» Exercise objective: Each entry has to be printed again exactly.

» Stored data entries:
▬▬▬▬▬▬▬▬▬▬

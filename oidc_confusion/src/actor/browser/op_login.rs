use url::Url;

use crate::actor::errors::ActorError;
use crate::context::keys::params::{CURRENT_USER_PASSWORD, CURRENT_USER_USERNAME};
use crate::context::keys::{
    BROWSER_FINISHED, LAST_BROWSER_URL, RP_EVIL_AUTHN_REQUEST, RP_EVIL_REDIRECT_URI,
    RP_HONEST_AUTHN_REQUEST, RP_HONEST_REDIRECT_URI, RP_RESULT,
};
use crate::types::Role;
use crate::verdict::Verdict;

use super::driver::BrowserDriver;
use super::session::BrowserSession;

/// One user logging in at the OP under test through one of the simulated RPs.
pub(crate) struct UserLogin<'a> {
    pub(crate) rp: Role,
    pub(crate) username: &'a str,
    pub(crate) password: &'a str,
    /// Verdict when a login or consent script throws. `None` carries on.
    pub(crate) on_script_error: Option<Verdict>,
    /// Verdict when the RP never reports a result.
    pub(crate) on_timeout: Verdict,
}

/// Open the prepared authentication request, log the user in, hand the
/// final URL to the RP and wait for its verdict.
pub(crate) async fn run_user_auth(
    session: &BrowserSession,
    driver: &dyn BrowserDriver,
    login: UserLogin<'_>,
) -> Result<Verdict, ActorError> {
    let step = &session.env.step;
    let rp_finished_browser = step.fresh_barrier(BROWSER_FINISHED);
    let rp_result = step.fresh_barrier(RP_RESULT);

    step.set_param(CURRENT_USER_USERNAME, login.username);
    step.set_param(CURRENT_USER_PASSWORD, login.password);

    let authn_request = step.require(login.rp.pick(RP_HONEST_AUTHN_REQUEST, RP_EVIL_AUTHN_REQUEST))?;
    session
        .env
        .logger
        .log_code_block("Authentication Request URL:", &authn_request);
    driver.open(&authn_request).await?;
    session.wait_ready(driver).await;

    let login_script = session.render(&session.op_login_script()?);
    session.log(format!("Logging in as '{}'.", login.username));
    if !session.execute_logged(driver, &login_script).await {
        session.log_screenshot(driver).await;
        if let Some(verdict) = login.on_script_error {
            return Ok(verdict);
        }
    }
    session.wait_ready(driver).await;
    session.settle().await;

    let location = driver.current_url().await?.to_lowercase();
    let redirect_uris = [
        step.get(RP_HONEST_REDIRECT_URI).unwrap_or_default(),
        step.get(RP_EVIL_REDIRECT_URI).unwrap_or_default(),
        requested_redirect_uri(&authn_request).unwrap_or_default(),
    ];
    let at_rp = redirect_uris
        .iter()
        .any(|uri| !uri.is_empty() && location.starts_with(&uri.to_lowercase()));
    if !at_rp {
        session.log("Not redirected to the RP yet, running consent script.");
        let consent_script = session.render(&session.op_consent_script()?);
        if !session.execute_logged(driver, &consent_script).await {
            session.log_screenshot(driver).await;
            if let Some(verdict) = login.on_script_error {
                return Ok(verdict);
            }
        }
        session.wait_ready(driver).await;
        session.settle().await;
    }

    let final_url = driver.current_url().await?;
    session.log(format!("Browser reached '{final_url}'."));
    session.log_screenshot(driver).await;
    step.insert(LAST_BROWSER_URL, final_url);
    rp_finished_browser.complete(());

    match rp_result.wait(session.env.timeouts.medium).await {
        Ok(verdict) => Ok(verdict),
        Err(e) => {
            session.log(format!("No result from the RP: {e}"));
            Ok(login.on_timeout)
        }
    }
}

/// `redirect_uri` named in an authentication request.
fn requested_redirect_uri(authn_request: &str) -> Option<String> {
    Url::parse(authn_request)
        .ok()?
        .query_pairs()
        .find(|(name, _)| name == "redirect_uri")
        .map(|(_, value)| value.into_owned())
}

▬▬▬▬▬▬▬▬▬▬

» Response to the task:
filename oidc_confusion/src/actor/browser/op_login.rs
use url::Url;

use crate::actor::errors::ActorError;
use crate::context::keys::params::{CURRENT_USER_PASSWORD, CURRENT_USER_USERNAME};
use crate::context::keys::{
    BROWSER_FINISHED, LAST_BROWSER_URL, RP_EVIL_AUTHN_REQUEST, RP_EVIL_REDIRECT_URI,
    RP_HONEST_AUTHN_REQUEST, RP_HONEST_REDIRECT_URI, RP_RESULT,
};
use crate::types::Role;
use crate::verdict::Verdict;

use super::driver::BrowserDriver;
use super::session::BrowserSession;

/// One user logging in at the OP under test through one of the simulated RPs.
pub(crate) struct UserLogin<'a> {
    pub(crate) rp: Role,
    pub(crate) username: &'a str,
    pub(crate) password: &'a str,
    /// Verdict when a login or consent script throws. `None` carries on.
    pub(crate) on_script_error: Option<Verdict>,
    /// Verdict when the RP never reports a result.
    pub(crate) on_timeout: Verdict,
}

/// Open the prepared authentication request, log the user in, hand the
/// final URL to the RP and wait for its verdict.
pub(crate) async fn run_user_auth(
    session: &BrowserSession,
    driver: &dyn BrowserDriver,
    login: UserLogin<'_>,
) -> Result<Verdict, ActorError> {
    let step = &session.env.step;
    let rp_finished_browser = step.fresh_barrier(BROWSER_FINISHED);
    let rp_result = step.fresh_barrier(RP_RESULT);

    step.set_param(CURRENT_USER_USERNAME, login.username);
    step.set_param(CURRENT_USER_PASSWORD, login.password);

    let authn_request = step.require(login.rp.pick(RP_HONEST_AUTHN_REQUEST, RP_EVIL_AUTHN_REQUEST))?;
    session
        .env
        .logger
        .log_code_block("Authentication Request URL:", &authn_request);
    driver.open(&authn_request).await?;
    session.wait_ready(driver).await;

    let login_script = session.render(&session.op_login_script()?);
    session.log(format!("Logging in as '{}'.", login.username));
    if !session.execute_logged(driver, &login_script).await {
        session.log_screenshot(driver).await;
        if let Some(verdict) = login.on_script_error {
            return Ok(verdict);
        }
    }
    session.wait_ready(driver).await;
    session.settle().await;

    let location = driver.current_url().await?.to_lowercase();
    let redirect_uris = [
        step.get(RP_HONEST_REDIRECT_URI).unwrap_or_default(),
        step.get(RP_EVIL_REDIRECT_URI).unwrap_or_default(),
        requested_redirect_uri(&authn_request).unwrap_or_default(),
    ];
    let at_rp = redirect_uris
        .iter()
        .any(|uri| !uri.is_empty() && location.starts_with(&uri.to_lowercase()));
    if !at_rp {
        session.log("Not redirected to the RP yet, running consent script.");
        let consent_script = session.render(&session.op_consent_script()?);
        if !session.execute_logged(driver, &consent_script).await {
            session.log_screenshot(driver).await;
            if let Some(verdict) = login.on_script_error {
                return Ok(verdict);
            }
        }
        session.wait_ready(driver).await;
        session.settle().await;
    }

    let final_url = driver.current_url().await?;
    session.log(format!("Browser reached '{final_url}'."));
    session.log_screenshot(driver).await;
    step.insert(LAST_BROWSER_URL, final_url);
    rp_finished_browser.complete(());

    match rp_result.wait(session.env.timeouts.medium).await {
        Ok(verdict) => Ok(verdict),
        Err(e) => {
            session.log(format!("No result from the RP: {e}"));
            Ok(login.on_timeout)
        }
    }
}

/// `redirect_uri` named in an authentication request.
fn requested_redirect_uri(authn_request: &str) -> Option<String> {
    Url::parse(authn_request)
        .ok()?
        .query_pairs()
        .find(|(name, _)| name == "redirect_uri")
        .map(|(_, value)| value.into_owned())
}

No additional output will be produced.